◆ Your objective
Your output should be every line below, copied exactly.

Saved entries:
//! Verification of a solved skeleton.
//!
//! Three sources of findings feed one score:
//! - expected checks, matched by their first word against the solved text
//! - text heuristics (contradiction phrases, equality density, step parity)
//! - a critic pass on the simple model
//!
//! A critic failure is "no findings", never an error.

use super::{markers, ProviderCall, ReasoningSkeleton, SolvedStep};
use crate::metrics;
use crate::patterns::Pattern;
use serde::{Deserialize, Serialize};
use std::time::Duration;
use tracing::{debug, warn};

/// Longest the critic call may take.
pub const CRITIC_TIMEOUT_CAP: Duration = Duration::from_secs(15);

/// Score at or above which a finding-free verification passes.
pub const PASS_THRESHOLD: f64 = 0.65;

const EQUALITY_LIMIT: usize = 12;

static CONTRADICTION: Pattern = Pattern::new(
    r"but this contradicts|however, this contradicts|cannot be both|leads to contradiction",
);
static EQUALITY: Pattern = Pattern::new(r"=\s*[^=]+");

/// Outcome of one verification pass.
#[derive(Debug, Clone, PartialEq, Serialize, Deserialize)]
pub struct VerificationResult {
    /// `score >= 0.65` and no issues.
    pub passed: bool,
    /// Heuristic and critic findings.
    pub issues: Vec<String>,
    /// Expected checks found in the text.
    pub passed_checks: Vec<String>,
    /// Expected checks not found.
    pub failed_checks: Vec<String>,
    /// What a repair pass should address.
    pub suggestions: Vec<String>,
    /// In `[0, 1]`.
    pub score: f64,
}

/// Parsed critic response.
#[derive(Debug, Clone, PartialEq, Eq)]
pub enum CriticVerdict {
    /// The critic found nothing.
    Clean,
    /// One finding per line.
    Issues(Vec<String>),
}

impl CriticVerdict {
    /// Findings as a list; empty when clean.
    pub fn into_issues(self) -> Vec<String> {
        match self {
            CriticVerdict::Clean => Vec::new(),
            CriticVerdict::Issues(issues) => issues,
        }
    }
}

/// Parse a critic response: `OK` is clean, otherwise every non-empty line
/// with its `-`/`*` bullet stripped, excluding `OK` lines.
pub fn parse_critic(raw: &str) -> CriticVerdict {
    let issues: Vec<String> = raw
        .lines()
        .map(|line| {
            line.trim()
                .trim_start_matches(['-', '*'])
                .trim_start()
                .to_string()
        })
        .filter(|line| !line.is_empty() && !line.eq_ignore_ascii_case("ok"))
        .collect();
    if issues.is_empty() {
        CriticVerdict::Clean
    } else {
        CriticVerdict::Issues(issues)
    }
}

fn joined_content(steps: &[SolvedStep]) -> String {
    steps
        .iter()
        .map(|s| s.content.as_str())
        .collect::<Vec<_>>()
        .join("\n")
}

fn critic_prompt(query: &str, skeleton: &ReasoningSkeleton, steps: &[SolvedStep]) -> String {
    let listed = steps
        .iter()
        .enumerate()
        .map(|(i, s)| format!("Step {}: {}", i + 1, s.content))
        .collect::<Vec<_>>()
        .join("\n");
    format!(
        "{critic} Assess the reasoning below for the problem.\n\
         Problem: {query}\n\
         Skeleton claim: {claim}\n\
         Steps:\n{listed}\n\
         Checks: {checks}\n\n\
         List any critical issues in short bullet phrases. If none, respond with \"OK\".",
        critic = markers::CRITIC,
        claim = skeleton.claim,
        checks = skeleton.expected_checks.join(", "),
    )
}

/// Heuristic findings over the joined step text.
pub fn heuristic_issues(joined: &str, solved: usize, planned: usize) -> Vec<String> {
    let mut issues = Vec::new();
    if CONTRADICTION.is_match(&joined.to_lowercase()) {
        issues.push("Detected potential contradiction in reasoning chain.".to_string());
    }
    if EQUALITY.count(joined) >= EQUALITY_LIMIT {
        issues.push("Too many equality statements; possible unresolved algebra.".to_string());
    }
    if solved != planned {
        issues.push("Number of solved steps does not match skeleton.".to_string());
    }
    issues
}

/// Split expected checks into (passed, failed).
pub fn evaluate_checks(checks: &[String], joined: &str) -> (Vec<String>, Vec<String>) {
    let lowered = joined.to_lowercase();
    checks.iter().cloned().partition(|check| {
        let lowered_check = check.to_lowercase();
        let first = lowered_check.split(' ').next().unwrap_or("");
        lowered.contains(first)
    })
}

/// Combine the parts into a [`VerificationResult`].
pub fn score_verification(
    passed_checks: Vec<String>,
    failed_checks: Vec<String>,
    issues: Vec<String>,
    critic_issues: &[String],
) -> VerificationResult {
    let total = (passed_checks.len() + failed_checks.len()).max(1);
    let penalty = (issues.len() as f64 * 0.1).min(0.4);
    let score = (passed_checks.len() as f64 / total as f64 - penalty).clamp(0.0, 1.0);
    let suggestions = if critic_issues.is_empty() {
        failed_checks
            .iter()
            .map(|check| format!("Address missing check: {check}"))
            .collect()
    } else {
        critic_issues.to_vec()
    };
    VerificationResult {
        passed: score >= PASS_THRESHOLD && issues.is_empty(),
        issues,
        passed_checks,
        failed_checks,
        suggestions,
        score,
    }
}

/// Verify solved steps against their skeleton.
///
/// `call` should target the simple model; its timeout is capped at
/// [`CRITIC_TIMEOUT_CAP`].
///
/// # Panics
///
/// This function never panics.
pub async fn verify_solution(
    call: &ProviderCall<'_>,
    query: &str,
    skeleton: &ReasoningSkeleton,
    steps: &[SolvedStep],
) -> VerificationResult {
    let joined = joined_content(steps);
    let (passed_checks, failed_checks) = evaluate_checks(&skeleton.expected_checks, &joined);
    let mut issues = heuristic_issues(&joined, steps.len(), skeleton.substeps.len());

    let critic = call.capped(CRITIC_TIMEOUT_CAP);
    let verdict = match critic.invoke(&critic_prompt(query, skeleton, steps)).await {
        Ok(raw) => parse_critic(&raw),
        Err(e) => {
            metrics::inc_provider_error("critic");
            warn!(stage = "verifier", error = %e, "critic call failed; treating as no findings");
            CriticVerdict::Clean
        }
    };
    let critic_issues = verdict.into_issues();
    issues.extend(critic_issues.iter().cloned());

    let result = score_verification(passed_checks, failed_checks, issues, &critic_issues);
    debug!(
        stage = "verifier",
        score = result.score,
        passed = result.passed,
        issues = result.issues.len(),
        "verification complete"
    );
    result
}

◆ Problem solution
//! Verification of a solved skeleton.
//!
//! Three sources of findings feed one score:
//! - expected checks, matched by their first word against the solved text
//! - text heuristics (contradiction phrases, equality density, step parity)
//! - a critic pass on the simple model
//!
//! A critic failure is "no findings", never an error.

use super::{markers, ProviderCall, ReasoningSkeleton, SolvedStep};
use crate::metrics;
use crate::patterns::Pattern;
use serde::{Deserialize, Serialize};
use std::time::Duration;
use tracing::{debug, warn};

/// Longest the critic call may take.
pub const CRITIC_TIMEOUT_CAP: Duration = Duration::from_secs(15);

/// Score at or above which a finding-free verification passes.
pub const PASS_THRESHOLD: f64 = 0.65;

const EQUALITY_LIMIT: usize = 12;

static CONTRADICTION: Pattern = Pattern::new(
    r"but this contradicts|however, this contradicts|cannot be both|leads to contradiction",
);
static EQUALITY: Pattern = Pattern::new(r"=\s*[^=]+");

/// Outcome of one verification pass.
#[derive(Debug, Clone, PartialEq, Serialize, Deserialize)]
pub struct VerificationResult {
    /// `score >= 0.65` and no issues.
    pub passed: bool,
    /// Heuristic and critic findings.
    pub issues: Vec<String>,
    /// Expected checks found in the text.
    pub passed_checks: Vec<String>,
    /// Expected checks not found.
    pub failed_checks: Vec<String>,
    /// What a repair pass should address.
    pub suggestions: Vec<String>,
    /// In `[0, 1]`.
    pub score: f64,
}

/// Parsed critic response.
#[derive(Debug, Clone, PartialEq, Eq)]
pub enum CriticVerdict {
    /// The critic found nothing.
    Clean,
    /// One finding per line.
    Issues(Vec<String>),
}

impl CriticVerdict {
    /// Findings as a list; empty when clean.
    pub fn into_issues(self) -> Vec<String> {
        match self {
            CriticVerdict::Clean => Vec::new(),
            CriticVerdict::Issues(issues) => issues,
        }
    }
}

/// Parse a critic response: `OK` is clean, otherwise every non-empty line
/// with its `-`/`*` bullet stripped, excluding `OK` lines.
pub fn parse_critic(raw: &str) -> CriticVerdict {
    let issues: Vec<String> = raw
        .lines()
        .map(|line| {
            line.trim()
                .trim_start_matches(['-', '*'])
                .trim_start()
                .to_string()
        })
        .filter(|line| !line.is_empty() && !line.eq_ignore_ascii_case("ok"))
        .collect();
    if issues.is_empty() {
        CriticVerdict::Clean
    } else {
        CriticVerdict::Issues(issues)
    }
}

fn joined_content(steps: &[SolvedStep]) -> String {
    steps
        .iter()
        .map(|s| s.content.as_str())
        .collect::<Vec<_>>()
        .join("\n")
}

fn critic_prompt(query: &str, skeleton: &ReasoningSkeleton, steps: &[SolvedStep]) -> String {
    let listed = steps
        .iter()
        .enumerate()
        .map(|(i, s)| format!("Step {}: {}", i + 1, s.content))
        .collect::<Vec<_>>()
        .join("\n");
    format!(
        "{critic} Assess the reasoning below for the problem.\n\
         Problem: {query}\n\
         Skeleton claim: {claim}\n\
         Steps:\n{listed}\n\
         Checks: {checks}\n\n\
         List any critical issues in short bullet phrases. If none, respond with \"OK\".",
        critic = markers::CRITIC,
        claim = skeleton.claim,
        checks = skeleton.expected_checks.join(", "),
    )
}

/// Heuristic findings over the joined step text.
pub fn heuristic_issues(joined: &str, solved: usize, planned: usize) -> Vec<String> {
    let mut issues = Vec::new();
    if CONTRADICTION.is_match(&joined.to_lowercase()) {
        issues.push("Detected potential contradiction in reasoning chain.".to_string());
    }
    if EQUALITY.count(joined) >= EQUALITY_LIMIT {
        issues.push("Too many equality statements; possible unresolved algebra.".to_string());
    }
    if solved != planned {
        issues.push("Number of solved steps does not match skeleton.".to_string());
    }
    issues
}

/// Split expected checks into (passed, failed).
pub fn evaluate_checks(checks: &[String], joined: &str) -> (Vec<String>, Vec<String>) {
    let lowered = joined.to_lowercase();
    checks.iter().cloned().partition(|check| {
        let lowered_check = check.to_lowercase();
        let first = lowered_check.split(' ').next().unwrap_or("");
        lowered.contains(first)
    })
}

/// Combine the parts into a [`VerificationResult`].
pub fn score_verification(
    passed_checks: Vec<String>,
    failed_checks: Vec<String>,
    issues: Vec<String>,
    critic_issues: &[String],
) -> VerificationResult {
    let total = (passed_checks.len() + failed_checks.len()).max(1);
    let penalty = (issues.len() as f64 * 0.1).min(0.4);
    let score = (passed_checks.len() as f64 / total as f64 - penalty).clamp(0.0, 1.0);
    let suggestions = if critic_issues.is_empty() {
        failed_checks
            .iter()
            .map(|check| format!("Address missing check: {check}"))
            .collect()
    } else {
        critic_issues.to_vec()
    };
    VerificationResult {
        passed: score >= PASS_THRESHOLD && issues.is_empty(),
        issues,
        passed_checks,
        failed_checks,
        suggestions,
        score,
    }
}

/// Verify solved steps against their skeleton.
///
/// `call` should target the simple model; its timeout is capped at
/// [`CRITIC_TIMEOUT_CAP`].
///
/// # Panics
///
/// This function never panics.
pub async fn verify_solution(
    call: &ProviderCall<'_>,
    query: &str,
    skeleton: &ReasoningSkeleton,
    steps: &[SolvedStep],
) -> VerificationResult {
    let joined = joined_content(steps);
    let (passed_checks, failed_checks) = evaluate_checks(&skeleton.expected_checks, &joined);
    let mut issues = heuristic_issues(&joined, steps.len(), skeleton.substeps.len());

    let critic = call.capped(CRITIC_TIMEOUT_CAP);
    let verdict = match critic.invoke(&critic_prompt(query, skeleton, steps)).await {
        Ok(raw) => parse_critic(&raw),
        Err(e) => {
            metrics::inc_provider_error("critic");
            warn!(stage = "verifier", error = %e, "critic call failed; treating as no findings");
            CriticVerdict::Clean
        }
    };
    let critic_issues = verdict.into_issues();
    issues.extend(critic_issues.iter().cloned());

    let result = score_verification(passed_checks, failed_checks, issues, &critic_issues);
    debug!(
        stage = "verifier",
        score = result.score,
        passed = result.passed,
        issues = result.issues.len(),
        "verification complete"
    );
    result
}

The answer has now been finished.